As the temperature starts to climb outside, it’s easy to see why air conditioning is a home comfort necessity, especially if you live in an area with high humidity.
There are four main types of home air conditioning units and systems that function on the principle of removing heat. However, when it comes to efficiency levels, aesthetics and the ability to provide comfort, results can vary. In this article, we take a look at the pros and cons of each unit or system to help you decide which is the best option for your home.
Window units are a popular type of cooling equipment designed to fit in double- and single-hung windows. They’re commonly installed in apartments that lack central air conditioning, or they can give a cooling boost to single rooms in larger homes.
Window air conditioners are relatively small, fairly portable and easy to install without a professional’s help. If you have budget constraints, a window unit is the cheapest equipment option for adding air conditioning to your home. Today’s models are up to 30 percent more efficient than those manufactured only a decade ago. They also come with warranties for as long as five years to give you peace of mind when you make your purchase.

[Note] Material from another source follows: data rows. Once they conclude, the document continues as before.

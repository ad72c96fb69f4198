#![doc = r#"
# spark-transport-tcp

## 设计动机（Why）
- **定位**：为出站连接核心提供真实的 TCP 实现：按地址建连、收发整帧、关闭通知与延时调度；
- **架构角色**：实现 `spark-transport` 的 [`Bootstrap`](spark_transport::Bootstrap)、
  [`Channel`](spark_transport::Channel) 与 [`Timer`](spark_transport::Timer) 契约，
  连接池与看门狗无需感知 Tokio。

## 核心契约（What）
- **建连**：[`TcpBootstrap`] 解析地址、按 [`SocketOptions`](spark_transport::SocketOptions) 配置套接字，
  在建连超时内完成连接；失败时不向处理器投递任何事件；
- **事件顺序**：同一通道的事件在一个 Tokio 任务上按
  `channel_active → (channel_read | exception_caught)* → channel_inactive` 顺序投递；
- **关闭顺序**：关闭通知（连接池据此移除成员）先于 `channel_inactive` 完成；
- **调度**：[`TokioTimer`] 在指定延迟后驱动任务，`stop` 后拒绝新任务并丢弃未到期任务。

## 实现策略（How）
- 建连与驱动都在注入的 [`tokio::runtime::Handle`] 上执行，调用方可以在任意执行器中等待返回的 Future；
- 每条通道拆分为读写两半，由一个驱动任务通过 `tokio::select!` 同时推进读循环、写循环与关闭信号。

## 风险与考量（Trade-offs）
- 写路径使用无界队列，水位线只提供可写性提示，不会阻塞写入方；
- IP_TOS 仅在 Linux、Android 与 macOS 上生效。
"#]

mod bootstrap;
mod channel;
mod error;
mod timer;

pub use bootstrap::TcpBootstrap;
pub use channel::TcpChannel;
pub use timer::TokioTimer;
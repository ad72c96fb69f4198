use std::time::Duration;

/// 线性、封顶的重连退避策略。
///
/// 第 `n` 次重连的延迟为 `step × min(n, max_steps)`；默认 200 ms 步长、12 步封顶，
/// 即 200、400、…、2400 ms，之后恒为 2400 ms。
#[derive(Clone, Copy, Debug, PartialEq, Eq)]
pub struct ReconnectBackoff {
    step: Duration,
    max_steps: u32,
}

impl ReconnectBackoff {
    /// 默认步长。
    pub const DEFAULT_STEP: Duration = Duration::from_millis(200);
    /// 默认步数上限。
    pub const DEFAULT_MAX_STEPS: u32 = 12;

    /// 指定步长与步数上限；步数上限至少为 1。
    pub fn new(step: Duration, max_steps: u32) -> Self {
        Self {
            step,
            max_steps: max_steps.max(1),
        }
    }

    /// 第 `attempts` 次重连前的延迟。
    pub fn delay_for(&self, attempts: u32) -> Duration {
        self.step.saturating_mul(attempts.min(self.max_steps))
    }

    /// 步长。
    pub fn step(&self) -> Duration {
        self.step
    }

    /// 步数上限。
    pub fn max_steps(&self) -> u32 {
        self.max_steps
    }
}

impl Default for ReconnectBackoff {
    fn default() -> Self {
        Self::new(Self::DEFAULT_STEP, Self::DEFAULT_MAX_STEPS)
    }
}
use std::sync::Arc;

use socket2::SockRef;
use spark_codec_frame::FrameCodec;
use spark_transport::{
    Bootstrap, Channel, ChannelHandler, ChannelRef, ConnectFuture, SocketOptions, TransportError,
    UnresolvedAddress,
};
use tokio::net::{TcpSocket, TcpStream};
use tokio::runtime::Handle;

use crate::channel::TcpChannel;
use crate::error::{self, map_io_error};

/// 基于 Tokio 的出站 TCP 引导器。
///
/// # 教案式注释
///
/// ## 意图 (Why)
/// - 看门狗在定时器线程或任意执行器上发起重连，建连过程本身却需要 Tokio 的 IO 与时间驱动；
/// - 因此建连任务整体投递到注入的运行时句柄上执行，返回的 Future 只等待结果。
///
/// ## 逻辑 (How)
/// 1. `lookup_host` 解析地址，取第一个结果；
/// 2. 建连前设置 `SO_REUSEADDR`、`SO_KEEPALIVE`、收发缓冲与 `IP_TOS`；
/// 3. 在建连超时内完成连接，随后设置 `TCP_NODELAY` 与 `SO_LINGER`；
/// 4. 构造 [`TcpChannel`]，投递 `channel_active`，再派生驱动任务。
///
/// ## 契约 (What)
/// - 返回成功时处理器已收到 `channel_active`；
/// - 解析失败返回 [`TransportError::InvalidAddress`]，拒绝连接返回 [`TransportError::ConnectFailed`]，
///   超时返回 [`TransportError::ConnectTimeout`]，三者都不会产生任何通道事件。
#[derive(Clone, Debug)]
pub struct TcpBootstrap {
    handle: Handle,
    options: Arc<SocketOptions>,
    codec: FrameCodec,
}

impl TcpBootstrap {
    /// 构造引导器。
    pub fn new(handle: Handle, options: SocketOptions, codec: FrameCodec) -> Self {
        Self {
            handle,
            options: Arc::new(options),
            codec,
        }
    }

    /// 使用当前 Tokio 运行时与默认选项构造。
    ///
    /// 必须在 Tokio 运行时内调用。
    pub fn with_defaults() -> Result<Self, TransportError> {
        let handle = Handle::try_current().map_err(|err| TransportError::Io {
            operation: "tokio runtime lookup",
            source: std::io::Error::other(err),
        })?;
        Ok(Self::new(handle, SocketOptions::default(), FrameCodec::new()))
    }

    /// 套接字选项。
    pub fn options(&self) -> &SocketOptions {
        &self.options
    }

    /// 分帧编解码器。
    pub fn codec(&self) -> FrameCodec {
        self.codec
    }
}

impl Bootstrap for TcpBootstrap {
    fn connect(&self, address: &UnresolvedAddress, handler: Arc<dyn ChannelHandler>) -> ConnectFuture {
        let address = address.clone();
        let options = Arc::clone(&self.options);
        let codec = self.codec;
        let handle = self.handle.clone();
        let task = self.handle.spawn(async move {
            let stream = establish(&address, &options).await?;
            let (channel, driver) = TcpChannel::open(address.clone(), stream, Arc::clone(&handler), &options, codec)?;
            let channel_ref: ChannelRef = channel.clone();
            tracing::debug!(
                target: "spark.transport.tcp",
                channel = %channel_ref.id(),
                %address,
                peer = %channel.peer_addr(),
                local = %channel.local_addr(),
                "channel established"
            );
            handler.channel_active(&channel_ref);
            handle.spawn(driver.run());
            Ok(channel_ref)
        });
        Box::pin(async move {
            task.await
                .map_err(|err| map_io_error(error::SPAWN, std::io::Error::other(err)))?
        })
    }
}

async fn establish(address: &UnresolvedAddress, options: &SocketOptions) -> Result<TcpStream, TransportError> {
    let invalid = || TransportError::InvalidAddress {
        address: address.to_string(),
    };
    let target = tokio::net::lookup_host((address.host(), address.port()))
        .await
        .map_err(|_| invalid())?
        .next()
        .ok_or_else(invalid)?;

    let socket = if target.is_ipv4() {
        TcpSocket::new_v4()
    } else {
        TcpSocket::new_v6()
    }
    .map_err(|err| map_io_error(error::CONFIGURE, err))?;
    configure_socket(&socket, options).map_err(|err| map_io_error(error::CONFIGURE, err))?;

    let timeout = options.connect_timeout();
    let stream = match tokio::time::timeout(timeout, socket.connect(target)).await {
        Ok(Ok(stream)) => stream,
        Ok(Err(source)) => {
            return Err(TransportError::ConnectFailed {
                address: address.to_string(),
                source,
            });
        }
        Err(_) => {
            return Err(TransportError::ConnectTimeout {
                address: address.to_string(),
                timeout,
            });
        }
    };
    configure_stream(&stream, options).map_err(|err| map_io_error(error::CONFIGURE, err))?;
    Ok(stream)
}

fn configure_socket(socket: &TcpSocket, options: &SocketOptions) -> std::io::Result<()> {
    socket.set_reuseaddr(options.reuse_address())?;
    socket.set_keepalive(options.keep_alive())?;
    if let Some(size) = options.send_buffer_size() {
        socket.set_send_buffer_size(size)?;
    }
    if let Some(size) = options.recv_buffer_size() {
        socket.set_recv_buffer_size(size)?;
    }
    if let Some(tos) = options.ip_tos() {
        set_ip_tos(socket, tos)?;
    }
    Ok(())
}

fn configure_stream(stream: &TcpStream, options: &SocketOptions) -> std::io::Result<()> {
    stream.set_nodelay(options.tcp_nodelay())?;
    if let Some(linger) = options.linger() {
        SockRef::from(stream).set_linger(Some(linger))?;
    }
    Ok(())
}

#[cfg(any(target_os = "linux", target_os = "android", target_os = "macos"))]
fn set_ip_tos(socket: &TcpSocket, tos: u32) -> std::io::Result<()> {
    SockRef::from(socket).set_tos_v4(tos)
}

#[cfg(not(any(target_os = "linux", target_os = "android", target_os = "macos")))]
fn set_ip_tos(_socket: &TcpSocket, tos: u32) -> std::io::Result<()> {
    tracing::debug!(target: "spark.transport.tcp", tos, "IP_TOS is not supported on this platform");
    Ok(())
}
#![deny(unsafe_code)]
#![doc = "spark-connector: 出站连接核心。"]
#![doc = ""]
#![doc = "== 使命概述 =="]
#![doc = "- **Why**：RPC 客户端需要对每个远端地址维持一组长连接，并在断线后自动、有节制地重连。"]
#![doc = "- **What**：[`ConnectionPool`] 负责轮询选路与等待可用，[`ReconnectWatchdog`] 负责断线检测与退避重连，[`ConnectionRegistry`] 负责按地址批量停止重连，[`Connector`] 把三者装配到一起。"]
#![doc = "- **How**：成员集合采用 `ArcSwap` 写时复制，读路径无锁；等待路径使用 `parking_lot` 条件变量并以“需要唤醒”标志省去无人等待时的广播。"]

pub mod clock;
pub mod config;
pub mod connection;
pub mod connector;
pub mod error;
pub mod pool;
pub mod registry;
pub mod watchdog;

pub use clock::{Clock, MockClock, SystemClock};
pub use config::{ConnectorConfig, FrameConfig, PoolConfig, WatchdogConfig};
pub use connection::{Connection, ReconnectSwitch};
pub use connector::Connector;
pub use error::{ConfigError, ConnectorError, PoolError};
pub use pool::ConnectionPool;
pub use registry::ConnectionRegistry;
pub use watchdog::{
    ListenerError, ReconnectBackoff, ReconnectListener, ReconnectWatchdog,
    ReconnectWatchdogBuilder, listener_fn,
};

Just remember, window air conditioners aren’t intended to cool an entire home. Even if you live in an apartment, you’ll need multiple units to keep every room comfortable. Every unit you install impairs your ability to operate that window and blocks your view of the outside. You also have to deal with the noise of a compressor running right by your ear.
If you decide you need a large unit, you may find it difficult to install and remove for winter storage. Factors that can impair window air conditioner efficiency include high ceilings, lots of windows and doors, high sun exposure, and cooling a room on the top floor.
These units are similar to window air conditioners, but they stand on the floor instead of going directly into the window. The unit draws in air, removes heat and moisture, and vents cool, dry air back into your home. Hot, humid air is vented through an exhaust hose going out the window. This is only a better option to window units if you have the wrong kind of windows, or you’re unable to lift heavier window air conditioners.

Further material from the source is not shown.